▶ [REQUIRED WORK]: Take the listing below and output it again exactly.
-------- DATA FOR THIS EXERCISE --------
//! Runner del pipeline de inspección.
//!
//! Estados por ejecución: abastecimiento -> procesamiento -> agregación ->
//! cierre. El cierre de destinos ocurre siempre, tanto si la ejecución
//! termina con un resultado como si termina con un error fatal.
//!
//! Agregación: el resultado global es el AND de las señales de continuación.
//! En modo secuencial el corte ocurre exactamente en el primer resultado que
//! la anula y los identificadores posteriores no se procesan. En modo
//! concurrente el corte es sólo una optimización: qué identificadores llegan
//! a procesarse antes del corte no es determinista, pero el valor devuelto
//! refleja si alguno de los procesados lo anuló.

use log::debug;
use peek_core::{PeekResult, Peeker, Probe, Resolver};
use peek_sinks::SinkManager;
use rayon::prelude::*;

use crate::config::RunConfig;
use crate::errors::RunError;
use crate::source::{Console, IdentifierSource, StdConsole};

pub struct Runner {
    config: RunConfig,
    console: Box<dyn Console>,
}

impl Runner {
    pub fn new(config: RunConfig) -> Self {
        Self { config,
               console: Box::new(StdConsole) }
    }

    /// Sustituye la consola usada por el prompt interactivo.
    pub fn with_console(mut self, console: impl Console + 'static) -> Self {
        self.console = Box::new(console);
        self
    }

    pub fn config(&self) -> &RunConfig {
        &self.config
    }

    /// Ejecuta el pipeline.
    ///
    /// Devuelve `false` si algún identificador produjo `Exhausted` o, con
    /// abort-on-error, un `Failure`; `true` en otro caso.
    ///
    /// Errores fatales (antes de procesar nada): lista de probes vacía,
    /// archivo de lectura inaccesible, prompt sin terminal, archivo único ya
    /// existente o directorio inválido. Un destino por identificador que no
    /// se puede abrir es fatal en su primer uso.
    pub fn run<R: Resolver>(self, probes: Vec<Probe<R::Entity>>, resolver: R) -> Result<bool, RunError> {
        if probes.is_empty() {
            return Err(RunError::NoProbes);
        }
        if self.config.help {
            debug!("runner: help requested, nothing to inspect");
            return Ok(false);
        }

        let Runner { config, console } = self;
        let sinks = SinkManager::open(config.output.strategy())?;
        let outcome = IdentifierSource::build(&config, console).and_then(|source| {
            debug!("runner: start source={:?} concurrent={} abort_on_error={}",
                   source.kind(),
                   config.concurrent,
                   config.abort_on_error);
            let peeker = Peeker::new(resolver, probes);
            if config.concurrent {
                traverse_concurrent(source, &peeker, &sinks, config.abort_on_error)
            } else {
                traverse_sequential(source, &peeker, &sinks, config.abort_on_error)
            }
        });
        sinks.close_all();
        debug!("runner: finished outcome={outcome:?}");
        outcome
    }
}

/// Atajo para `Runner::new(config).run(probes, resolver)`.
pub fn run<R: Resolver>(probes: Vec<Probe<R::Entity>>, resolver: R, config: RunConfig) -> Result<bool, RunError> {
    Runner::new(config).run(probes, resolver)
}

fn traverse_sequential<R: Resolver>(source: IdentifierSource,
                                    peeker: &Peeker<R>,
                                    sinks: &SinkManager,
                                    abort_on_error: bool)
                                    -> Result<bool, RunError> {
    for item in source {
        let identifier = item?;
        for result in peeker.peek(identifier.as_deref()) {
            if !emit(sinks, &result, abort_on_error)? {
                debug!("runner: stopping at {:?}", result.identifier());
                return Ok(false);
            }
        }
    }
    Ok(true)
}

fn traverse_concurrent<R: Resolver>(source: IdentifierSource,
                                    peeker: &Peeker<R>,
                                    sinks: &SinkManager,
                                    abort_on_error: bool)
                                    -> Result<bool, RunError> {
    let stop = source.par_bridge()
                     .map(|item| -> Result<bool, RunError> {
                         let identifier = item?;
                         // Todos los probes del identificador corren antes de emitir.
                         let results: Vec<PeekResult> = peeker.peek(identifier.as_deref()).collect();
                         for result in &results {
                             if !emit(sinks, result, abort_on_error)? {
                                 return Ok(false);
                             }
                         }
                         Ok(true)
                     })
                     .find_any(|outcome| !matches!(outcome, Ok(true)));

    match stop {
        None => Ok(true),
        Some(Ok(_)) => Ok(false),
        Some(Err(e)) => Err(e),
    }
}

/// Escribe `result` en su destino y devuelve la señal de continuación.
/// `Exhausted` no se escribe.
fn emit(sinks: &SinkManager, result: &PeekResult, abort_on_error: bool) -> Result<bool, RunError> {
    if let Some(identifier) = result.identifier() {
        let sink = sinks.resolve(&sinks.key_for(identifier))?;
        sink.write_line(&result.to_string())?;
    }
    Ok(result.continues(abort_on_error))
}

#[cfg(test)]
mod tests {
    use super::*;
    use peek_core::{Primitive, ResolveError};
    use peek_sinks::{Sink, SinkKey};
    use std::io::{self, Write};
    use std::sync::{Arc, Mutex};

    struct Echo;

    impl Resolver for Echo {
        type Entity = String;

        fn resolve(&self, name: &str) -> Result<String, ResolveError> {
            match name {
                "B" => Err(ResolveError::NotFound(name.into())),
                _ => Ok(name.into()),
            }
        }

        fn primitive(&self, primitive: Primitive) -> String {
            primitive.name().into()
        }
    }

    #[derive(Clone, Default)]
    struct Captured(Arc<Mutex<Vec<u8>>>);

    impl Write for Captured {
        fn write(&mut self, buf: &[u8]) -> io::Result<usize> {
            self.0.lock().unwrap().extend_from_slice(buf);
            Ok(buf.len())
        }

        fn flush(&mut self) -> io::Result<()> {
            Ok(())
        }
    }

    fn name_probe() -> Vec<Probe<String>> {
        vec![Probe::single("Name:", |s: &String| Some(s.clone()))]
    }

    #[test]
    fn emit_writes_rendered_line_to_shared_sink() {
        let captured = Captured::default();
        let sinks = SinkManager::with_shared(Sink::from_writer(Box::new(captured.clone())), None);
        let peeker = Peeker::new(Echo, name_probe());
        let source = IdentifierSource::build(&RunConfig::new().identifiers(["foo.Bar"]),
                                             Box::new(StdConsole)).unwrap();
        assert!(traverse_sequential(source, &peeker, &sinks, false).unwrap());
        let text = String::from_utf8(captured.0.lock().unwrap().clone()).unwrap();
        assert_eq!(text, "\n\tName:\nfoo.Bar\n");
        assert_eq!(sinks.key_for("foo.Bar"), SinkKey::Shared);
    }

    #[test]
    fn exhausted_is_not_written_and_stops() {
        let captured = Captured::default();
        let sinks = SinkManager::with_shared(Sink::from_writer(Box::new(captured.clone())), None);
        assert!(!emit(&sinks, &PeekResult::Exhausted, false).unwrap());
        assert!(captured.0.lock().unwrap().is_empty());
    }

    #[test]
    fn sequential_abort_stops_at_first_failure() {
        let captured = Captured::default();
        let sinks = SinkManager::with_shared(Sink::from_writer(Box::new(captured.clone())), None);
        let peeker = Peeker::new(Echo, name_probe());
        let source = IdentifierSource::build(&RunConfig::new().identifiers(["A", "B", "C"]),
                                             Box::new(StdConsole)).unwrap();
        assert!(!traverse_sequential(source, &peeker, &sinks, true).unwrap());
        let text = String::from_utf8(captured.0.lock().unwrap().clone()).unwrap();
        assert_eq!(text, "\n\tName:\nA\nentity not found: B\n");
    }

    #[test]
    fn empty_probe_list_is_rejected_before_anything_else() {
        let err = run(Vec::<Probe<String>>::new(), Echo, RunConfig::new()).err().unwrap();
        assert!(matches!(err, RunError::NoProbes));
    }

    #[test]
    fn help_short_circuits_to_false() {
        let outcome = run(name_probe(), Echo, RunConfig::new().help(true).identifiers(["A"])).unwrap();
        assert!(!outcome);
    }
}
--------
▶ [ANSWER TO THE PROBLEM]:
//! Runner del pipeline de inspección.
//!
//! Estados por ejecución: abastecimiento -> procesamiento -> agregación ->
//! cierre. El cierre de destinos ocurre siempre, tanto si la ejecución
//! termina con un resultado como si termina con un error fatal.
//!
//! Agregación: el resultado global es el AND de las señales de continuación.
//! En modo secuencial el corte ocurre exactamente en el primer resultado que
//! la anula y los identificadores posteriores no se procesan. En modo
//! concurrente el corte es sólo una optimización: qué identificadores llegan
//! a procesarse antes del corte no es determinista, pero el valor devuelto
//! refleja si alguno de los procesados lo anuló.

use log::debug;
use peek_core::{PeekResult, Peeker, Probe, Resolver};
use peek_sinks::SinkManager;
use rayon::prelude::*;

use crate::config::RunConfig;
use crate::errors::RunError;
use crate::source::{Console, IdentifierSource, StdConsole};

pub struct Runner {
    config: RunConfig,
    console: Box<dyn Console>,
}

impl Runner {
    pub fn new(config: RunConfig) -> Self {
        Self { config,
               console: Box::new(StdConsole) }
    }

    /// Sustituye la consola usada por el prompt interactivo.
    pub fn with_console(mut self, console: impl Console + 'static) -> Self {
        self.console = Box::new(console);
        self
    }

    pub fn config(&self) -> &RunConfig {
        &self.config
    }

    /// Ejecuta el pipeline.
    ///
    /// Devuelve `false` si algún identificador produjo `Exhausted` o, con
    /// abort-on-error, un `Failure`; `true` en otro caso.
    ///
    /// Errores fatales (antes de procesar nada): lista de probes vacía,
    /// archivo de lectura inaccesible, prompt sin terminal, archivo único ya
    /// existente o directorio inválido. Un destino por identificador que no
    /// se puede abrir es fatal en su primer uso.
    pub fn run<R: Resolver>(self, probes: Vec<Probe<R::Entity>>, resolver: R) -> Result<bool, RunError> {
        if probes.is_empty() {
            return Err(RunError::NoProbes);
        }
        if self.config.help {
            debug!("runner: help requested, nothing to inspect");
            return Ok(false);
        }

        let Runner { config, console } = self;
        let sinks = SinkManager::open(config.output.strategy())?;
        let outcome = IdentifierSource::build(&config, console).and_then(|source| {
            debug!("runner: start source={:?} concurrent={} abort_on_error={}",
                   source.kind(),
                   config.concurrent,
                   config.abort_on_error);
            let peeker = Peeker::new(resolver, probes);
            if config.concurrent {
                traverse_concurrent(source, &peeker, &sinks, config.abort_on_error)
            } else {
                traverse_sequential(source, &peeker, &sinks, config.abort_on_error)
            }
        });
        sinks.close_all();
        debug!("runner: finished outcome={outcome:?}");
        outcome
    }
}

/// Atajo para `Runner::new(config).run(probes, resolver)`.
pub fn run<R: Resolver>(probes: Vec<Probe<R::Entity>>, resolver: R, config: RunConfig) -> Result<bool, RunError> {
    Runner::new(config).run(probes, resolver)
}

fn traverse_sequential<R: Resolver>(source: IdentifierSource,
                                    peeker: &Peeker<R>,
                                    sinks: &SinkManager,
                                    abort_on_error: bool)
                                    -> Result<bool, RunError> {
    for item in source {
        let identifier = item?;
        for result in peeker.peek(identifier.as_deref()) {
            if !emit(sinks, &result, abort_on_error)? {
                debug!("runner: stopping at {:?}", result.identifier());
                return Ok(false);
            }
        }
    }
    Ok(true)
}

fn traverse_concurrent<R: Resolver>(source: IdentifierSource,
                                    peeker: &Peeker<R>,
                                    sinks: &SinkManager,
                                    abort_on_error: bool)
                                    -> Result<bool, RunError> {
    let stop = source.par_bridge()
                     .map(|item| -> Result<bool, RunError> {
                         let identifier = item?;
                         // Todos los probes del identificador corren antes de emitir.
                         let results: Vec<PeekResult> = peeker.peek(identifier.as_deref()).collect();
                         for result in &results {
                             if !emit(sinks, result, abort_on_error)? {
                                 return Ok(false);
                             }
                         }
                         Ok(true)
                     })
                     .find_any(|outcome| !matches!(outcome, Ok(true)));

    match stop {
        None => Ok(true),
        Some(Ok(_)) => Ok(false),
        Some(Err(e)) => Err(e),
    }
}

/// Escribe `result` en su destino y devuelve la señal de continuación.
/// `Exhausted` no se escribe.
fn emit(sinks: &SinkManager, result: &PeekResult, abort_on_error: bool) -> Result<bool, RunError> {
    if let Some(identifier) = result.identifier() {
        let sink = sinks.resolve(&sinks.key_for(identifier))?;
        sink.write_line(&result.to_string())?;
    }
    Ok(result.continues(abort_on_error))
}

#[cfg(test)]
mod tests {
    use super::*;
    use peek_core::{Primitive, ResolveError};
    use peek_sinks::{Sink, SinkKey};
    use std::io::{self, Write};
    use std::sync::{Arc, Mutex};

    struct Echo;

    impl Resolver for Echo {
        type Entity = String;

        fn resolve(&self, name: &str) -> Result<String, ResolveError> {
            match name {
                "B" => Err(ResolveError::NotFound(name.into())),
                _ => Ok(name.into()),
            }
        }

        fn primitive(&self, primitive: Primitive) -> String {
            primitive.name().into()
        }
    }

    #[derive(Clone, Default)]
    struct Captured(Arc<Mutex<Vec<u8>>>);

    impl Write for Captured {
        fn write(&mut self, buf: &[u8]) -> io::Result<usize> {
            self.0.lock().unwrap().extend_from_slice(buf);
            Ok(buf.len())
        }

        fn flush(&mut self) -> io::Result<()> {
            Ok(())
        }
    }

    fn name_probe() -> Vec<Probe<String>> {
        vec![Probe::single("Name:", |s: &String| Some(s.clone()))]
    }

    #[test]
    fn emit_writes_rendered_line_to_shared_sink() {
        let captured = Captured::default();
        let sinks = SinkManager::with_shared(Sink::from_writer(Box::new(captured.clone())), None);
        let peeker = Peeker::new(Echo, name_probe());
        let source = IdentifierSource::build(&RunConfig::new().identifiers(["foo.Bar"]),
                                             Box::new(StdConsole)).unwrap();
        assert!(traverse_sequential(source, &peeker, &sinks, false).unwrap());
        let text = String::from_utf8(captured.0.lock().unwrap().clone()).unwrap();
        assert_eq!(text, "\n\tName:\nfoo.Bar\n");
        assert_eq!(sinks.key_for("foo.Bar"), SinkKey::Shared);
    }

    #[test]
    fn exhausted_is_not_written_and_stops() {
        let captured = Captured::default();
        let sinks = SinkManager::with_shared(Sink::from_writer(Box::new(captured.clone())), None);
        assert!(!emit(&sinks, &PeekResult::Exhausted, false).unwrap());
        assert!(captured.0.lock().unwrap().is_empty());
    }

    #[test]
    fn sequential_abort_stops_at_first_failure() {
        let captured = Captured::default();
        let sinks = SinkManager::with_shared(Sink::from_writer(Box::new(captured.clone())), None);
        let peeker = Peeker::new(Echo, name_probe());
        let source = IdentifierSource::build(&RunConfig::new().identifiers(["A", "B", "C"]),
                                             Box::new(StdConsole)).unwrap();
        assert!(!traverse_sequential(source, &peeker, &sinks, true).unwrap());
        let text = String::from_utf8(captured.0.lock().unwrap().clone()).unwrap();
        assert_eq!(text, "\n\tName:\nA\nentity not found: B\n");
    }

    #[test]
    fn empty_probe_list_is_rejected_before_anything_else() {
        let err = run(Vec::<Probe<String>>::new(), Echo, RunConfig::new()).err().unwrap();
        assert!(matches!(err, RunError::NoProbes));
    }

    #[test]
    fn help_short_circuits_to_false() {
        let outcome = run(name_probe(), Echo, RunConfig::new().help(true).identifiers(["A"])).unwrap();
        assert!(!outcome);
    }
}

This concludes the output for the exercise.